Abraham Lincoln once remarked that :

"Nearly all men can stand adversity, but if you want to test a man's character, give him power."

What we are now witnessing in the Arab world is the playing out of this truism.
Men who take power from others, even when the others were themselves tyrants, often become like the men they eliminated. This is so true that we often forget about it.
It is expedient to govern by force. There is no need for debate, no requirement to explain one's acts, no counterbalance of free thought and speech to place the people's desires on an equal footing with those of the ruler. Whether the ruler is called a king or a president or an ayatollah or a prime minister is not important. They all have one characteristic - despotism - which violates the natural laws that govern all human beings. We want and need to be free to form our preferred forms of society and to be governed by officials who are accountable to us for their acts. 
In dictatorships one person or small group decides what is best for it and then forces all of the citizens in its control to obey. When they refuse, violence and coercion are used to implement the will of the rulers. Secret police and quasi-public militia force obedience. We see this today in the basij militia in Iran, the revolutionary committees in Libya and the now-ousted secret police in Egypt. The names differ but the goal is always the same - force conformity by terrorist tactics. When this fails to silence the citizenry, the rulers turn to prison and torture.

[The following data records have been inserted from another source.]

use std::io;
use std::path::Path;
use std::time::Duration;

use anyhow::{Context, Result};
use chrono::Utc;
use clap::Parser;
use fb_api::HttpTransport;
use fb_api::oauth::Credentials;
use tracing_subscriber::EnvFilter;

use fb_cli::commands::{auth, entries, test_entry, util};
use fb_cli::prompt::TerminalPrompter;
use fb_cli::{Cli, Commands, Config};

fn load_config(config_path: Option<&Path>) -> Result<Config> {
    let config = Config::load_from(config_path).context("failed to load configuration")?;
    tracing::debug!(?config, "loaded configuration");
    Ok(config)
}

fn main() -> Result<()> {
    let cli = Cli::parse();

    // Initialize tracing with verbose flag support
    let filter = if cli.verbose {
        EnvFilter::new("debug")
    } else {
        EnvFilter::from_default_env()
    };
    // Logs go to stderr so command output stays clean
    let _ = tracing_subscriber::fmt()
        .with_env_filter(filter)
        .with_writer(io::stderr)
        .try_init();

    let mut stdout = io::stdout().lock();

    match cli.command {
        Some(Commands::Auth {
            client_id,
            client_secret,
            redirect_url,
        }) => {
            let config = load_config(cli.config.as_deref())?;
            let transport = HttpTransport::with_timeout(Duration::from_secs(config.timeout_secs))
                .context("failed to build HTTP transport")?;
            let credentials = Credentials {
                client_id,
                client_secret,
                redirect_url,
            };
            let mut prompter = TerminalPrompter::stdio();
            auth::run(&mut stdout, &transport, &mut prompter, &credentials)?;
        }
        Some(Commands::TestEntry {
            business,
            client,
            project,
            service,
            token,
            minutes,
            note,
            service_policy,
        }) => {
            let config = load_config(cli.config.as_deref())?;
            let token = util::access_token(token.as_deref(), &config)?;
            let api = util::api_client(&config, token)?;
            let request = test_entry::EntryRequest {
                business,
                client,
                project,
                service,
                started_at: Utc::now(),
                duration_secs: i64::from(minutes) * 60,
                note,
                service_policy: service_policy.map_or(config.service_policy, Into::into),
            };
            let mut prompter = TerminalPrompter::stdio();
            test_entry::run(&mut stdout, &api, &mut prompter, &request)?;
        }
        Some(Commands::Entries {
            business,
            token,
            client_id,
        }) => {
            let config = load_config(cli.config.as_deref())?;
            let token = util::access_token(token.as_deref(), &config)?;
            let api = util::api_client(&config, token)?;
            let mut prompter = TerminalPrompter::stdio();
            entries::run(&mut stdout, &api, &mut prompter, &business, client_id)?;
        }
        None => {
            // No subcommand, show help
            use clap::CommandFactory;
            Cli::command().print_help()?;
            println!();
        }
    }

    Ok(())
}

It is small wonder, then, that the Arab people in North Africa and the Middle East have exploded in rage at their condition of social and political slavery. Human beings can take only so much of dictatorship and terror before they choose to die rather than to continue in servitude. Patrick Henry, the American revolutionary hero, said it best : "Give me liberty or give me death." This, finally, is the only choice left to human beings too long suppressed. Righteous indignation is its name.
The pitiful attempts of the Arab world's rulers to come before their people with promises of reform and, in the case of Qadhaffi, threats of civil war and foreign plunder of their country if they oust him, are the last refuge of these wickedly inhuman tyrants. They deserve nothing so much as to be forever shut out of the common society of humankind.